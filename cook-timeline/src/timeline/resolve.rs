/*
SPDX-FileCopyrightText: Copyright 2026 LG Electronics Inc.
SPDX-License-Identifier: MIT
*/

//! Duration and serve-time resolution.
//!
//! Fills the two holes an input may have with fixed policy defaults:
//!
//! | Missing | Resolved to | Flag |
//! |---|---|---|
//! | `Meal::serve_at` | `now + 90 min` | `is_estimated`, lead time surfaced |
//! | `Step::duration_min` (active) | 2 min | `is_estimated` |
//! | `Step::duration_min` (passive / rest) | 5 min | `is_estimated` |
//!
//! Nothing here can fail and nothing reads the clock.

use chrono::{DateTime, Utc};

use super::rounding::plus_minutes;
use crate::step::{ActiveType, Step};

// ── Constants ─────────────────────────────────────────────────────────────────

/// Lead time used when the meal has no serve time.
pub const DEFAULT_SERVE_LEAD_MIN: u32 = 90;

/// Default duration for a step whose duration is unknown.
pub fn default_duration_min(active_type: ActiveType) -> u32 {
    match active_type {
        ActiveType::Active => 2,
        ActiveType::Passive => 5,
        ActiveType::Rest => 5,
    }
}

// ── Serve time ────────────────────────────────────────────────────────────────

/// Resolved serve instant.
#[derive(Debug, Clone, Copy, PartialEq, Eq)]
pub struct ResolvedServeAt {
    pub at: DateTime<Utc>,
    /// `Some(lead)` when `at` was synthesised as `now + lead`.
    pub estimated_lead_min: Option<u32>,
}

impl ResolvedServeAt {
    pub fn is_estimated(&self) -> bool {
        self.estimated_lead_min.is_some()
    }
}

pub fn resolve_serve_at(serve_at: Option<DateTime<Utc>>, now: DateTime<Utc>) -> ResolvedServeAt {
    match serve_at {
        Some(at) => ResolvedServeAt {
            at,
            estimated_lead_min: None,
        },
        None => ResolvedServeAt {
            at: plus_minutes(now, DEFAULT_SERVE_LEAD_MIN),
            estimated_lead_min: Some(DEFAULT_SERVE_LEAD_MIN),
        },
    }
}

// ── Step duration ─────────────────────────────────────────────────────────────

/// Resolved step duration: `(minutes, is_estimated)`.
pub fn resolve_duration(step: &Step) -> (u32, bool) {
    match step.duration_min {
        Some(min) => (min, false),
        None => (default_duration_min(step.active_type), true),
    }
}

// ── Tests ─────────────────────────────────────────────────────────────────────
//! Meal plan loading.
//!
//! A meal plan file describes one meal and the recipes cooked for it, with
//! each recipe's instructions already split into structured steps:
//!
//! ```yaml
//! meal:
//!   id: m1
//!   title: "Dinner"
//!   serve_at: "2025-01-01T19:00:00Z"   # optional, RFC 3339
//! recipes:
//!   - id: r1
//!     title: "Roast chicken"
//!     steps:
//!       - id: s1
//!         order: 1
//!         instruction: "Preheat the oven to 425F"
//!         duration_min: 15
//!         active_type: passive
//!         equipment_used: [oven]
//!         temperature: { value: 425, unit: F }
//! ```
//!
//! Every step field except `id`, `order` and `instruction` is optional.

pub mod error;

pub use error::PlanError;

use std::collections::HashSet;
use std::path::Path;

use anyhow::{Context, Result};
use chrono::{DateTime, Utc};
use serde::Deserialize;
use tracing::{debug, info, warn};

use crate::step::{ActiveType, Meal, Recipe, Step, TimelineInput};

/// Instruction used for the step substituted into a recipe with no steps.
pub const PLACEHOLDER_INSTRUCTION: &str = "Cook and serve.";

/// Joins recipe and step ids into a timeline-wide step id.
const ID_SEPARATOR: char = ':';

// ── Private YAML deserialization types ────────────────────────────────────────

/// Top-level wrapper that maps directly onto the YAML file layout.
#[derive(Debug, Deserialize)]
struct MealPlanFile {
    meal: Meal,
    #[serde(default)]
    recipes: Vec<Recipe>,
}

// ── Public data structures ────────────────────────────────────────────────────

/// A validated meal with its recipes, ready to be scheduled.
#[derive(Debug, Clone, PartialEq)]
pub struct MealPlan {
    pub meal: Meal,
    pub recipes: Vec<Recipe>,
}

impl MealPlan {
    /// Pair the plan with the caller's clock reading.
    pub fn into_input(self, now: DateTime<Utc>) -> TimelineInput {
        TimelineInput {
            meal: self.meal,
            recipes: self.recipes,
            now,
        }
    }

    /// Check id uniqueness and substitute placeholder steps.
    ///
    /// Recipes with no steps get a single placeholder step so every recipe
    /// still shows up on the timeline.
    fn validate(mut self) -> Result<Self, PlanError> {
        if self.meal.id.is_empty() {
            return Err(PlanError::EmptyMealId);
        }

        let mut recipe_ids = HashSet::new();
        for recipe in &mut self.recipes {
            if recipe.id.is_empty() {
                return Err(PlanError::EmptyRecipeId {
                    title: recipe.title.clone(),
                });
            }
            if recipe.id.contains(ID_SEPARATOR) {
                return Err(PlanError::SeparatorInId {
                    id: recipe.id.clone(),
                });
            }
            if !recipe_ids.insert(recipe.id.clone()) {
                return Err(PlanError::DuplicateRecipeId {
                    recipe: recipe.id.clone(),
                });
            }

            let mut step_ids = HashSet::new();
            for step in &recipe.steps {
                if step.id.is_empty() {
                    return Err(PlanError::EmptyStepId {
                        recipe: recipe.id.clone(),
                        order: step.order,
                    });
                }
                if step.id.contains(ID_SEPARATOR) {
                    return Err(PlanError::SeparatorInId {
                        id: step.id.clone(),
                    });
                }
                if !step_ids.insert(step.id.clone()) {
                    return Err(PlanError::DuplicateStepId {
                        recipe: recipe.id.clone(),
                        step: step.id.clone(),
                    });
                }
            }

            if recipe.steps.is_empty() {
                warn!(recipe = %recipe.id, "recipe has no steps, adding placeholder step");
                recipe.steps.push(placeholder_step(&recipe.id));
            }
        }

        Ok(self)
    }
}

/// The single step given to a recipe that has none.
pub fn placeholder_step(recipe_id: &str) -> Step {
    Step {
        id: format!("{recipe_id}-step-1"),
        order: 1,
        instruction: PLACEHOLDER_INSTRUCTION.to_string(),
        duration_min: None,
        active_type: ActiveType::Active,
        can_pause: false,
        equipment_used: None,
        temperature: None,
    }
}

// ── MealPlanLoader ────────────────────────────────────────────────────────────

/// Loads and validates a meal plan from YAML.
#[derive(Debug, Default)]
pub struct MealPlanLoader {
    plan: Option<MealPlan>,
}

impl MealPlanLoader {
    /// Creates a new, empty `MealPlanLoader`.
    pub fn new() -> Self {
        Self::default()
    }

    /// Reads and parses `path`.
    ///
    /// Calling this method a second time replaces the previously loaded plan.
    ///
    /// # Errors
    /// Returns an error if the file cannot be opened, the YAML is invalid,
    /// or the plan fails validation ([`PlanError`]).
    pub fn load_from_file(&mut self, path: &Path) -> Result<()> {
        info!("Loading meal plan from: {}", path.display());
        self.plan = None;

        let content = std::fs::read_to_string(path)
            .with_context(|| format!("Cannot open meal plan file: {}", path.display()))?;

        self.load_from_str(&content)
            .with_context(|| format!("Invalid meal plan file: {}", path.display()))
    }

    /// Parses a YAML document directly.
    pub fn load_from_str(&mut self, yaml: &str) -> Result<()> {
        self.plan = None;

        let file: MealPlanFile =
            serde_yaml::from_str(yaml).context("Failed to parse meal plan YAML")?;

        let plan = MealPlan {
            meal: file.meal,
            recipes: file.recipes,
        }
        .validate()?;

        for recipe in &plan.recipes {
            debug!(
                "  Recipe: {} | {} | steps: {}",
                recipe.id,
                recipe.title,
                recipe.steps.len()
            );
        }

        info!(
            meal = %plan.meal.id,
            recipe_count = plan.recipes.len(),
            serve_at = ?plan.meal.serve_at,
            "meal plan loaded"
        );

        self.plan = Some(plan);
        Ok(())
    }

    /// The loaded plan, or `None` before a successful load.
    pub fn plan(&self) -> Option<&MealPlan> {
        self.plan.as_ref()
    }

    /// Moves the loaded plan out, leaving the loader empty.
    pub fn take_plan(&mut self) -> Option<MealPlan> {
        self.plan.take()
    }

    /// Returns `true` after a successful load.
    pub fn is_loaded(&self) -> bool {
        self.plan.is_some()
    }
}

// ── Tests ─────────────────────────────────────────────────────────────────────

###

▶ _WHAT NEEDS TO BE DONE_
Retype only this portion of the data above: the line containing "previously loaded plan.", the line containing "to parse meal", and all lines between them, exactly.

▶ _EXERCISE OUTPUT_
    /// Calling this method a second time replaces the previously loaded plan.
    ///
    /// # Errors
    /// Returns an error if the file cannot be opened, the YAML is invalid,
    /// or the plan fails validation ([`PlanError`]).
    pub fn load_from_file(&mut self, path: &Path) -> Result<()> {
        info!("Loading meal plan from: {}", path.display());
        self.plan = None;

        let content = std::fs::read_to_string(path)
            .with_context(|| format!("Cannot open meal plan file: {}", path.display()))?;

        self.load_from_str(&content)
            .with_context(|| format!("Invalid meal plan file: {}", path.display()))
    }

    /// Parses a YAML document directly.
    pub fn load_from_str(&mut self, yaml: &str) -> Result<()> {
        self.plan = None;

        let file: MealPlanFile =
            serde_yaml::from_str(yaml).context("Failed to parse meal plan YAML")?;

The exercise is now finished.